Divorce is a rupture and loss, and spouses often experience grief. Grief is a complicated process involving distinct stages or cycles, some of which can be experienced simultaneously. It does not work in a particular order. Many times, after feeling you have made some progress, you might find yourself slipping back, experiencing emotions you thought you had already overcome. However, with support and help, most people can process their grief and accept how their lives have changed, moving on toward happiness.
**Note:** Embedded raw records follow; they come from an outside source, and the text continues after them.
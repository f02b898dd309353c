//! Error types for the memory substrate.
//!
//! Every failure in this crate is a hard failure in production use: a
//! reservation that cannot be satisfied, an arena pushed past its reserved
//! limit, or an allocator protocol violation spotted by the tracker. The core
//! still reports them as values so that they can be asserted on in tests;
//! [`FailFast`] turns any of them back into an immediate process abort.

use std::fmt;

use crate::allocator::AllocatorId;

/// Errors raised by arenas, allocators and the allocation tracker.
#[derive(Debug, Clone, PartialEq, Eq)]
pub enum Error {
    /// The virtual memory provider refused to reserve an address range.
    ReserveFailed {
        /// Requested reservation in bytes (after page rounding).
        size: usize,
    },

    /// Committing pages inside a reservation failed.
    CommitFailed {
        /// Offset of the first page from the arena base.
        offset: usize,
        /// Number of bytes that were to be committed.
        size: usize,
    },

    /// An arena allocation would cross the end of its reservation.
    ArenaExhausted {
        /// End offset the allocation needed.
        requested: usize,
        /// Size of the reservation.
        reserved: usize,
    },

    /// Alignment is zero or not a power of two.
    InvalidAlignment {
        /// The rejected alignment.
        alignment: usize,
    },

    /// A pointer handed back to an arena does not belong to it.
    ForeignPointer {
        /// The pointer value.
        address: usize,
    },

    /// A hash table was asked for more slots than fit in the address space.
    TableCapacityOverflow {
        /// Requested number of slots.
        requested: usize,
    },

    /// The system heap returned null.
    HeapAllocationFailed {
        /// Requested size in bytes.
        size: usize,
    },

    /// Free of an address the tracker never saw allocated.
    UnknownFree {
        /// The freed address.
        address: usize,
    },

    /// Second free of an address that is no longer live.
    DoubleFree {
        /// The freed address.
        address: usize,
        /// Size recorded for the allocation.
        size: usize,
        /// Rendered stack of the allocation site.
        allocated_at: String,
        /// Rendered stack of the first free.
        first_free: String,
        /// Rendered stack of the offending free.
        second_free: String,
    },

    /// Memory released through an allocator other than the one that owns it.
    AllocatorMismatch {
        /// The address being released.
        address: usize,
        /// Allocator recorded as the owner.
        owner: AllocatorId,
        /// Allocator that attempted the release.
        caller: AllocatorId,
    },

    /// Reallocation of an address that was already freed.
    ReallocAfterFree {
        /// The stale address.
        address: usize,
        /// Rendered stack of the earlier free.
        freed_at: String,
    },
}

impl Error {
    /// Returns true for violations detected by the allocation tracker.
    #[must_use]
    pub const fn is_protocol_violation(&self) -> bool {
        matches!(
            self,
            Error::UnknownFree { .. }
                | Error::DoubleFree { .. }
                | Error::AllocatorMismatch { .. }
                | Error::ReallocAfterFree { .. }
        )
    }
}

impl fmt::Display for Error {
    fn fmt(&self, f: &mut fmt::Formatter<'_>) -> fmt::Result {
        match self {
            Error::ReserveFailed { size } => {
                write!(f, "Failed to reserve {size} bytes of address space")
            }
            Error::CommitFailed { offset, size } => {
                write!(f, "Failed to commit {size} bytes at arena offset {offset:#x}")
            }
            Error::ArenaExhausted {
                requested,
                reserved,
            } => {
                write!(
                    f,
                    "Arena exhausted: allocation needs {requested} bytes, reservation is {reserved} bytes"
                )
            }
            Error::InvalidAlignment { alignment } => {
                write!(f, "Invalid alignment: {alignment} is not a power of two")
            }
            Error::ForeignPointer { address } => {
                write!(f, "Pointer {address:#x} does not belong to this arena")
            }
            Error::TableCapacityOverflow { requested } => {
                write!(f, "Hash table capacity overflow: {requested} slots requested")
            }
            Error::HeapAllocationFailed { size } => {
                write!(f, "Heap allocation of {size} bytes failed")
            }
            Error::UnknownFree { address } => {
                write!(f, "Free of unknown address {address:#x}")
            }
            Error::DoubleFree {
                address,
                size,
                allocated_at,
                first_free,
                second_free,
            } => {
                write!(
                    f,
                    "Double free of {address:#x} ({size} bytes)\nallocated at:\n{allocated_at}\nfirst freed at:\n{first_free}\nfreed again at:\n{second_free}"
                )
            }
            Error::AllocatorMismatch {
                address,
                owner,
                caller,
            } => {
                write!(
                    f,
                    "Allocator mismatch for {address:#x}: owned by {owner}, released through {caller}"
                )
            }
            Error::ReallocAfterFree { address, freed_at } => {
                write!(
                    f,
                    "Reallocation of freed address {address:#x}\nfreed at:\n{freed_at}"
                )
            }
        }
    }
}

impl std::error::Error for Error {}

/// Result type for memory substrate operations.
pub type Result<T> = std::result::Result<T, Error>;

/// Fail-fast adapter over [`Result`].
///
/// Reproduces the trap-on-violation behaviour expected by callers that have
/// no use for a recoverable error: the error is logged and the process is
/// aborted on the spot.
pub trait FailFast<T> {
    /// Unwraps the value or aborts the process.
    fn or_abort(self) -> T;
}

impl<T> FailFast<T> for Result<T> {
    #[track_caller]
    fn or_abort(self) -> T {
        match self {
            Ok(value) => value,
            Err(err) => {
                let location = std::panic::Location::caller();
                bedrock_log::error!("fatal memory error at {location}: {err}");
                std::process::abort()
            }
        }
    }
}
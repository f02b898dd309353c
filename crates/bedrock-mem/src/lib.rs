//! Bedrock memory substrate
//!
//! Low-level memory management for programs that avoid per-object heap
//! allocation:
//!
//! - **Arenas** ([`Arena`]): bump allocation over reserved virtual memory,
//!   committed a page range at a time as the head advances.
//! - **Allocation tracking** ([`Tracker`], [`TrackedAllocator`]): a shadow
//!   ledger that catches unknown frees, double frees and allocator
//!   mismatches, and reports leaks at shutdown.
//! - **Hash table** ([`HashTable`]): a linear-probing table over
//!   allocator-provided storage, used for the tracker's own ledger.
//!
//! Everything here is single threaded. Failures come back as [`Error`]
//! values; callers that want the process to stop on the spot use
//! [`FailFast::or_abort`].
//!
//! # Features
//!
//! - `stack-capture` (default): record call stacks for allocation and free
//!   sites through the `backtrace` crate.
//!
//! # Example
//!
//! ```
//! use bedrock_mem::{Arena, FailFast, HashTable, Tracker};
//!
//! let tracker = Tracker::new().or_abort();
//! let arena = Arena::tracked(1 << 20, &tracker).or_abort();
//!
//! let mut table = HashTable::new(&arena);
//! table.add(7u32, "seven").or_abort();
//! assert_eq!(table.get(&7), Some(&"seven"));
//!
//! drop(table);
//! arena.release().or_abort();
//! assert_eq!(tracker.shutdown(), 0);
//! ```

pub mod allocator;
pub mod arena;
pub mod error;
pub mod stack;
pub mod table;
pub mod tracker;
pub mod vm;

pub use allocator::{Allocator, AllocatorId, HeapAllocator, MIN_ALIGNMENT};
pub use arena::{Arena, ArenaConfig, ArenaStats};
pub use error::{Error, FailFast, Result};
pub use stack::StackTrace;
pub use table::{HashKey, HashTable};
pub use tracker::{AllocationRecord, LeakReport, TrackedAllocator, Tracker, TrackerConfig};
pub use vm::{SYSTEM_MEMORY, SystemMemory, VirtualMemory};
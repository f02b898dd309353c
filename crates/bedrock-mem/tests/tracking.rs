// Allocation Tracking Integration Tests
//
// These tests verify that tracked allocators and tracked arenas report to
// the ledger, that protocol violations are caught before the wrapped
// allocator is touched, and that leaks are counted at shutdown.

mod common;

use bedrock_mem::{Allocator, Arena, ArenaConfig, Error, HeapAllocator, TrackedAllocator};
use common::{GrowableBuffer, quiet_tracker};

/// One 64-byte allocation that is never freed is one leak
#[test]
fn test_single_leak() {
    let tracker = quiet_tracker();
    let heap = TrackedAllocator::new(HeapAllocator::default(), &tracker);

    let block = heap.allocate(64).unwrap();
    let leaks = tracker.leaks();
    assert_eq!(leaks.len(), 1);
    assert_eq!(leaks[0].size, 64);
    assert_eq!(leaks[0].address, block.as_ptr() as usize);
    assert_eq!(tracker.report_leaks(), 1);

    unsafe { heap.free(Some(block)).unwrap() };
    assert_eq!(tracker.report_leaks(), 0);
}

/// Intentional long-lived allocations are excluded from the report
#[test]
fn test_not_a_leak() {
    let tracker = quiet_tracker();
    let heap = TrackedAllocator::new(HeapAllocator::default(), &tracker);

    let global = heap.allocate(128).unwrap();
    assert!(tracker.mark_not_a_leak(global.as_ptr() as usize));
    assert_eq!(tracker.live_count(), 1);
    assert_eq!(tracker.clone().shutdown(), 0);

    unsafe { heap.free(Some(global)).unwrap() };
}

/// A tracked arena records its header and follows commit growth
#[test]
fn test_tracked_arena_lifecycle() {
    let tracker = quiet_tracker();
    let arena = Arena::tracked(1 << 20, &tracker).unwrap();
    assert!(arena.is_tracked());

    let base = arena.base().as_ptr() as usize;
    let record = tracker.record(base).unwrap();
    assert!(record.live);
    assert_eq!(record.size, arena.page_size());
    assert_eq!(record.allocator, arena.id());

    arena.alloc(arena.page_size() * 4, 16, false).unwrap();
    assert_eq!(tracker.record(base).unwrap().size, arena.committed());
    assert_eq!(tracker.live_count(), 1);

    arena.release().unwrap();
    assert!(!tracker.record(base).unwrap().live);
    assert_eq!(tracker.shutdown(), 0);
}

/// An arena dropped without release still reports its free
#[test]
fn test_dropped_arena_is_not_leaked() {
    let tracker = quiet_tracker();
    {
        let arena = Arena::with_config(ArenaConfig::new(1 << 16).tracker(&tracker)).unwrap();
        arena.alloc(100, 8, true).unwrap();
    }
    assert_eq!(tracker.live_count(), 0);
    assert_eq!(tracker.report_leaks(), 0);
}

/// An unreleased tracked arena is itself a leak
#[test]
fn test_forgotten_arena_leaks() {
    let tracker = quiet_tracker();
    let arena = Arena::tracked(1 << 16, &tracker).unwrap();
    assert_eq!(tracker.report_leaks(), 1);
    drop(arena);
    assert_eq!(tracker.report_leaks(), 0);
}

/// Double free is reported with the recorded size
#[test]
fn test_double_free() {
    let tracker = quiet_tracker();
    let heap = TrackedAllocator::new(HeapAllocator::default(), &tracker);
    let block = heap.allocate(48).unwrap();

    unsafe {
        heap.free(Some(block)).unwrap();
        let err = heap.free(Some(block)).unwrap_err();
        assert!(err.is_protocol_violation());
        assert!(matches!(err, Error::DoubleFree { size: 48, .. }));
    }
}

/// Freeing memory the tracker never saw is an unknown free
#[test]
fn test_unknown_free() {
    let tracker = quiet_tracker();
    let raw = HeapAllocator::default();
    let tracked = TrackedAllocator::new(&raw, &tracker);

    let block = raw.allocate(16).unwrap();
    let err = unsafe { tracked.free(Some(block)) }.unwrap_err();
    assert_eq!(
        err,
        Error::UnknownFree {
            address: block.as_ptr() as usize
        }
    );
    // The wrapped allocator was never asked to free it.
    unsafe { raw.free(Some(block)).unwrap() };
}

/// Memory from one allocator released through another is a mismatch
#[test]
fn test_allocator_mismatch() {
    let tracker = quiet_tracker();
    let first = TrackedAllocator::new(HeapAllocator::new("first"), &tracker);
    let second = TrackedAllocator::new(HeapAllocator::new("second"), &tracker);

    let block = first.allocate(32).unwrap();
    let err = unsafe { second.free(Some(block)) }.unwrap_err();
    assert_eq!(
        err,
        Error::AllocatorMismatch {
            address: block.as_ptr() as usize,
            owner: first.id(),
            caller: second.id(),
        }
    );
    unsafe { first.free(Some(block)).unwrap() };
    assert_eq!(tracker.shutdown(), 0);
}

/// Growable containers over a tracked arena keep one live record each
#[test]
fn test_tracked_arena_allocator() {
    let tracker = quiet_tracker();
    let arena = Arena::create(1 << 20).unwrap();
    let tracked = TrackedAllocator::new(&arena, &tracker);

    let mut values = GrowableBuffer::<u16, _>::new(&tracked, 4);
    for i in 0..1000u16 {
        values.push(i).unwrap();
    }

    let address = values.as_ptr().unwrap().as_ptr() as usize;
    let record = tracker.record(address).unwrap();
    assert!(record.live);
    assert_eq!(record.size, values.capacity_bytes());
    assert_eq!(tracker.live_count(), 1);
}

/// Independent trackers keep independent ledgers
#[test]
fn test_independent_contexts() {
    let a = quiet_tracker();
    let b = quiet_tracker();
    let heap = TrackedAllocator::new(HeapAllocator::default(), &a);

    let block = heap.allocate(8).unwrap();
    assert_eq!(a.live_count(), 1);
    assert_eq!(b.live_count(), 0);
    assert!(b.record(block.as_ptr() as usize).is_none());
    unsafe { heap.free(Some(block)).unwrap() };
}

/// Stack capture records the allocation site when enabled
#[cfg(feature = "stack-capture")]
#[test]
fn test_allocation_site_is_captured() {
    use bedrock_mem::{Tracker, TrackerConfig};

    let tracker = Tracker::with_config(TrackerConfig {
        ledger_reserve: 16 * 1024 * 1024,
        ..TrackerConfig::default()
    })
    .unwrap();
    let heap = TrackedAllocator::new(HeapAllocator::default(), &tracker);

    let block = heap.allocate(24).unwrap();
    let record = tracker.record(block.as_ptr() as usize).unwrap();
    assert!(!record.allocated_at.is_empty());
    assert!(record.freed_at.is_empty());

    unsafe { heap.free(Some(block)).unwrap() };
    let record = tracker.record(block.as_ptr() as usize).unwrap();
    assert!(!record.freed_at.is_empty());
}
/// Bump allocator over a single virtual memory reservation.
///
/// Allocation takes `&self`, so several containers can draw from one arena
/// at the same time; `reset` takes `&mut self`, so nothing borrowed from the
/// arena can survive it. The arena is single threaded (`!Sync`).
pub struct Arena {
    id: AllocatorId,
    name: Cell<&'static str>,
    base: NonNull<u8>,
    head: Cell<usize>,
    committed: Cell<usize>,
    reserved: usize,
    page_size: usize,
    tracker: Option<Tracker>,
    vm: &'static dyn VirtualMemory,
    commit_count: Cell<usize>,
    alloc_count: Cell<usize>,
    released: bool,
}
impl<K, V, A: Allocator> HashTable<K, V, A> {
    /// Creates an empty table. No storage is allocated until the first
    /// insertion.
    pub fn new(alloc: A) -> Self {
        Self {
            slots: NonNull::dangling(),
            table_size: 0,
            count: 0,
            alloc,
            _marker: PhantomData,
        }
    }

    /// Number of entries.
    #[inline]
    #[must_use]
    pub fn len(&self) -> usize {
        self.count
    }

    /// Returns true if the table has no entries.
    #[inline]
    #[must_use]
    pub fn is_empty(&self) -> bool {
        self.count == 0
    }

    /// Number of slots.
    #[inline]
    #[must_use]
    pub fn table_size(&self) -> usize {
        self.table_size
    }

    /// The allocator backing the table.
    #[must_use]
    pub fn allocator(&self) -> &A {
        &self.alloc
    }

    /// Iterates over entries in slot order.
    pub fn iter(&self) -> impl Iterator<Item = (&K, &V)> {
        self.slot_array().iter().filter_map(|slot| {
            (slot.hash != UNUSED).then(|| {
                // SAFETY: occupied slots hold an initialized entry.
                let (key, value) = unsafe { slot.entry.assume_init_ref() };
                (key, value)
            })
        })
    }

    fn slot_array(&self) -> &[Slot<K, V>] {
        // SAFETY: slots points to table_size initialized slot headers (or is
        // dangling with a length of zero).
        unsafe { std::slice::from_raw_parts(self.slots.as_ptr(), self.table_size) }
    }

    #[inline]
    fn slot(&self, index: usize) -> *mut Slot<K, V> {
        debug_assert!(index < self.table_size);
        // SAFETY: index is within the slot array.
        unsafe { self.slots.as_ptr().add(index) }
    }

    #[inline]
    fn home(&self, hash: u64) -> usize {
        (hash % self.table_size as u64) as usize
    }

    /// Writes an entry into the first unused slot of its probe chain.
    ///
    /// The table must have at least one unused slot.
    fn insert_hashed(&mut self, hash: u64, key: K, value: V) -> usize {
        let mut index = self.home(hash);
        // SAFETY: slot() stays in bounds and the load factor guarantees an
        // unused slot, so the loop terminates.
        unsafe {
            while (*self.slot(index)).hash != UNUSED {
                index = (index + 1) % self.table_size;
            }
            let slot = self.slot(index);
            (*slot).hash = hash;
            (*slot).entry.write((key, value));
        }
        self.count += 1;
        index
    }

    /// Grows the table to at least `required` slots.
    ///
    /// Does nothing if the table is already that large. Otherwise the size
    /// doubles, starting from [`MIN_TABLE_SIZE`], until it reaches
    /// `required`, and every entry moves to a fresh block with its stored
    /// hash.
    ///
    /// # Errors
    ///
    /// [`Error::TableCapacityOverflow`] if the slot array cannot be sized,
    /// or the allocator's error. The table is unchanged on failure.
    pub fn rehash(&mut self, required: usize) -> Result<()> {
        if self.table_size >= required {
            return Ok(());
        }

        let overflow = || Error::TableCapacityOverflow {
            requested: required,
        };
        let mut size = self.table_size.max(MIN_TABLE_SIZE);
        while size < required {
            size = size.checked_mul(2).ok_or_else(overflow)?;
        }
        let bytes = size
            .checked_mul(size_of::<Slot<K, V>>())
            .ok_or_else(overflow)?;
        let fresh = self
            .alloc
            .allocate_aligned(bytes, align_of::<Slot<K, V>>())?
            .cast::<Slot<K, V>>();
        for index in 0..size {
            // SAFETY: fresh holds `size` slots.
            unsafe {
                fresh.add(index).write(Slot {
                    hash: UNUSED,
                    entry: MaybeUninit::uninit(),
                });
            }
        }

        let old = std::mem::replace(&mut self.slots, fresh);
        let old_size = std::mem::replace(&mut self.table_size, size);
        self.count = 0;
        for index in 0..old_size {
            // SAFETY: index < old_size; occupied entries are moved out
            // exactly once and the old block is never read again.
            unsafe {
                let slot = old.as_ptr().add(index);
                if (*slot).hash != UNUSED {
                    let (key, value) = (*slot).entry.assume_init_read();
                    self.insert_hashed((*slot).hash, key, value);
                }
            }
        }

        if old_size > 0 {
            // SAFETY: old came from this allocator and holds no live entries.
            unsafe { self.alloc.free(Some(old.cast()))? };
        }
        Ok(())
    }
}

impl<K: HashKey, V, A: Allocator> HashTable<K, V, A> {
    /// Creates a table with room for `capacity` slots (at least
    /// [`MIN_TABLE_SIZE`], rounded up to a power of two).
    ///
    /// # Errors
    ///
    /// See [`rehash`](HashTable::rehash).
    pub fn with_capacity(alloc: A, capacity: usize) -> Result<Self> {
        let mut table = Self::new(alloc);
        table.rehash(capacity)?;
        Ok(table)
    }

    /// Inserts an entry without looking for an existing key.
    ///
    /// Rehashes first if the insertion would bring the load factor to 0.9.
    ///
    /// # Errors
    ///
    /// Fails if growing the table fails.
    pub fn add(&mut self, key: K, value: V) -> Result<&mut V> {
        if (self.count + 1) * 10 >= self.table_size * 9 {
            let needed = ((self.count + 1) * 10).div_ceil(9);
            self.rehash(2 * needed)?;
        }
        let index = self.insert_hashed(slot_hash(&key), key, value);
        // SAFETY: insert_hashed just initialized this slot.
        Ok(unsafe { &mut (*self.slot(index)).entry.assume_init_mut().1 })
    }

    /// Looks up a key.
    #[must_use]
    pub fn get(&self, key: &K) -> Option<&V> {
        let index = self.find(key)?;
        // SAFETY: find only returns occupied slots.
        Some(unsafe { &(*self.slot(index)).entry.assume_init_ref().1 })
    }

    /// Looks up a key for mutation.
    pub fn get_mut(&mut self, key: &K) -> Option<&mut V> {
        let index = self.find(key)?;
        // SAFETY: find only returns occupied slots.
        Some(unsafe { &mut (*self.slot(index)).entry.assume_init_mut().1 })
    }

    /// Returns true if the key is present.
    #[must_use]
    pub fn contains_key(&self, key: &K) -> bool {
        self.find(key).is_some()
    }

    /// Returns the value for `key`, adding `V::default()` if it is missing.
    ///
    /// # Errors
    ///
    /// Fails if growing the table fails.
    pub fn get_or_add(&mut self, key: K) -> Result<&mut V>
    where
        V: Default,
    {
        if let Some(index) = self.find(&key) {
            // SAFETY: find only returns occupied slots.
            return Ok(unsafe { &mut (*self.slot(index)).entry.assume_init_mut().1 });
        }
        self.add(key, V::default())
    }

    /// Removes a key and returns its value.
    ///
    /// Later members of the probe chain are shifted back into the hole, so
    /// no other key becomes unreachable.
    pub fn erase(&mut self, key: &K) -> Option<V> {
        let mut hole = self.find(key)?;
        // SAFETY: hole is occupied; its entry is moved out once and the slot
        // is either refilled or marked unused below.
        let (_key, value) = unsafe { (*self.slot(hole)).entry.assume_init_read() };

        let size = self.table_size;
        let mut next = (hole + 1) % size;
        // SAFETY: all indices are reduced modulo table_size.
        unsafe {
            loop {
                let hash = (*self.slot(next)).hash;
                if hash == UNUSED {
                    break;
                }
                let home = self.home(hash);
                // The entry at `next` may fill the hole only if the hole lies
                // on its probe path, i.e. between its home slot and `next`.
                if (hole + size - home) % size < (next + size - home) % size {
                    ptr::copy_nonoverlapping(self.slot(next), self.slot(hole), 1);
                    hole = next;
                }
                next = (next + 1) % size;
            }
            (*self.slot(hole)).hash = UNUSED;
        }
        self.count -= 1;
        Some(value)
    }

    fn find(&self, key: &K) -> Option<usize> {
        if self.count == 0 {
            return None;
        }
        let hash = slot_hash(key);
        let mut index = self.home(hash);
        for _ in 0..self.table_size {
            // SAFETY: index < table_size; occupied slots are initialized.
            unsafe {
                let slot = self.slot(index);
                match (*slot).hash {
                    UNUSED => return None,
                    stored if stored == hash => {
                        if (*slot).entry.assume_init_ref().0.key_eq(key) {
                            return Some(index);
                        }
                    }
                    _ => {}
                }
            }
            index = (index + 1) % self.table_size;
        }
        None
    }
}

impl<K, V, A: Allocator> Drop for HashTable<K, V, A> {
    fn drop(&mut self) {
        if self.table_size == 0 {
            return;
        }
        for index in 0..self.table_size {
            // SAFETY: occupied slots hold initialized entries, dropped once.
            unsafe {
                let slot = self.slot(index);
                if (*slot).hash != UNUSED {
                    (*slot).entry.assume_init_drop();
                }
            }
        }
        // SAFETY: slots came from this allocator and is not used again.
        if let Err(err) = unsafe { self.alloc.free(Some(self.slots.cast())) } {
            error!("failed to free hash table storage: {err}");
        }
    }
}

impl<K: fmt::Debug, V: fmt::Debug, A: Allocator> fmt::Debug for HashTable<K, V, A> {
    fn fmt(&self, f: &mut fmt::Formatter<'_>) -> fmt::Result {
        f.debug_map().entries(self.iter()).finish()
    }
}
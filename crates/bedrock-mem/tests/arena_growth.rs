// Arena Growth Integration Tests
//
// These tests drive arenas the way container code does: through the
// allocator capability, growing the most recent allocation in place and
// committing pages as the head moves.

mod common;

use bedrock_mem::arena::{HEADER_SIZE, POISON_BYTE};
use bedrock_mem::{Allocator, Arena, ArenaConfig, Error, FailFast, HashTable};
use common::GrowableBuffer;

/// 3000 four-byte pushes from an 8-byte buffer grow in place to 16 KiB
#[test]
fn test_push_back_growth() {
    let arena = Arena::create(1 << 20).unwrap();
    let mut values = GrowableBuffer::<u32, _>::new(&arena, 8);

    for i in 0..3000u32 {
        values.push(i.wrapping_mul(2_654_435_761)).unwrap();
    }

    let stats = arena.stats();
    assert!(stats.commit_count >= 1, "growth must commit pages");
    assert_eq!(values.capacity_bytes(), 16384);
    assert_eq!(arena.head(), HEADER_SIZE + 16384);
    assert_eq!(stats.used, 16384);
    assert!(stats.committed >= arena.head());

    // Every doubling extended the only allocation in place.
    assert_eq!(
        values.as_ptr().map(|p| p.as_ptr() as usize),
        Some(arena.base().as_ptr() as usize + HEADER_SIZE)
    );
    for i in 0..3000u32 {
        assert_eq!(values.get(i as usize), Some(i.wrapping_mul(2_654_435_761)));
    }
}

/// Two interleaved buffers force copying reallocation
#[test]
fn test_interleaved_buffers_copy() {
    let arena = Arena::create(1 << 20).unwrap();
    let mut evens = GrowableBuffer::<u64, _>::new(&arena, 16);
    let mut odds = GrowableBuffer::<u64, _>::new(&arena, 16);

    for i in 0..500u64 {
        evens.push(i * 2).unwrap();
        odds.push(i * 2 + 1).unwrap();
    }

    for i in 0..500 {
        assert_eq!(evens.get(i), Some(i as u64 * 2));
        assert_eq!(odds.get(i), Some(i as u64 * 2 + 1));
    }
    // Abandoned copies stay behind as dead space.
    assert!(arena.used() > 2 * 500 * 8);
}

/// Allocation past the reservation fails without moving the head
#[test]
fn test_growth_stops_at_reservation() {
    let arena = Arena::create(64 * 1024).unwrap();
    let reserved = arena.reserved();

    let mut total = 0;
    let err = loop {
        match arena.alloc(1000, 8, false) {
            Ok(_) => total += 1000,
            Err(err) => break err,
        }
    };
    assert!(matches!(err, Error::ArenaExhausted { reserved: r, .. } if r == reserved));
    assert_eq!(arena.committed(), reserved);
    assert!(arena.used() >= total);
    assert!(arena.head() <= reserved);
}

/// Reset then the same allocation sequence lands on the same offsets
#[test]
fn test_reset_replays_offsets() {
    let mut arena = Arena::create(1 << 20).unwrap();
    let sizes = [(3, 1), (17, 8), (100, 16), (5, 64), (4096, 4096)];

    let first: Vec<_> = sizes
        .iter()
        .map(|&(size, align)| arena.offset_of(arena.alloc(size, align, false).unwrap()))
        .collect();

    arena.reset(true);
    let second: Vec<_> = sizes
        .iter()
        .map(|&(size, align)| arena.offset_of(arena.alloc(size, align, false).unwrap()))
        .collect();

    assert_eq!(first, second);
    assert!(first.iter().all(Option::is_some));
}

/// Poisoned bytes are visible until zero-initialized allocation clears them
#[test]
fn test_poison_then_zero() {
    let mut arena = Arena::create(1 << 20).unwrap();
    let ptr = arena.alloc(256, 16, true).unwrap();
    arena.reset(true);

    let stale = unsafe { std::slice::from_raw_parts(ptr.as_ptr(), 256) };
    assert!(stale.iter().all(|&b| b == POISON_BYTE));

    let fresh = arena.alloc(256, 16, true).unwrap();
    let bytes = unsafe { std::slice::from_raw_parts(fresh.as_ptr(), 256) };
    assert!(bytes.iter().all(|&b| b == 0));
}

/// Tables and typed values share one arena
#[test]
fn test_arena_shared_by_containers() {
    let arena = Arena::with_config(ArenaConfig::new(1 << 20).name("shared")).or_abort();
    assert_eq!(arena.name(), "shared");

    let mut names = HashTable::new(&arena);
    let mut sizes = HashTable::new(&arena);
    for i in 0..100u32 {
        let label = arena.alloc_str(&format!("item-{i}")).unwrap();
        names.add(i, label).unwrap();
        sizes.add(label, i * 10).unwrap();
    }

    assert_eq!(names.get(&42), Some(&"item-42"));
    assert_eq!(sizes.get(&"item-42"), Some(&420));
    assert!(arena.stats().alloc_count > 100);
}
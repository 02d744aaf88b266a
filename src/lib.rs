// Animated particle background for a page canvas.
//
// ParticleField is the host-independent engine: it owns the particles,
// moves them and draws them (with links between close neighbours) onto any
// Surface. ParticleBackground hosts it on an HTML canvas in the
// browser.

mod utils;

pub mod background;
pub mod canvas;
pub mod color;
pub mod config;
pub mod field;
pub mod particle;
pub mod scheduler;
pub mod surface;

pub use background::ParticleBackground;
pub use color::Color;
pub use config::{BoundaryPolicy, FieldConfig, LinkStyle, PARTICLE_CEILING};
pub use field::{Link, ParticleField};
pub use particle::Particle;
pub use scheduler::{FrameScheduler, LoopState, LoopToken};
pub use surface::{DrawCommand, RecordingSurface, Surface};

use wasm_bindgen::prelude::*;

// When the `wee_alloc` feature is enabled, use `wee_alloc` as the global
// allocator.
#[cfg(feature = "wee_alloc")]
#[global_allocator]
static ALLOC: wee_alloc::WeeAlloc = wee_alloc::WeeAlloc::INIT;

#[wasm_bindgen]
pub fn initialize() {
    utils::set_panic_hook();
}

// Attaches to `canvas_id` and starts animating right away, the way the page
// does on DOM ready. `undefined` when the canvas is missing.
#[wasm_bindgen]
pub fn start_background(canvas_id: &str) -> Result<Option<ParticleBackground>, JsValue> {
    initialize();
    let background = match ParticleBackground::attach(canvas_id)? {
        Some(background) => background,
        None => return Ok(None),
    };
    background.start()?;
    Ok(Some(background))
}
The Kübler-Ross model of grief
There are a variety of models of the grieving process. However, a widely accepted one is the Kübler-Ross model, which involves five stages or cycles in the grieving process. These include:
- Stage 1: Denial
- Stage 2: Anger
- Stage 3: Negotiating
- Stage 4: Depression
- Stage 5: Acceptance
How the grieving process works
Grieving is not a neat process. Additionally, while the grieving process starts with the struggle to accept that the marriage is ending, anger and blame often come soon after, in the middle of the experience of anger, you can also find yourself trying to negotiate the situation, trying to save the marriage by justifying many of the things that led to the divorce or blaming yourself for these things. Finally, once the divorce is finalized, there is often a period of depression, where you might feel lonely and scared for the future, unable to move on with your life. This stage can take a long time to overcome, and some people might need professional help from a therapist. However, eventually, you accept the situation in your new life post-divorce and move on.
When you are in the middle of a divorce or just after, it might seem like your intense feelings of grief are impossible to overcome. However, with time, you can find your path or happiness.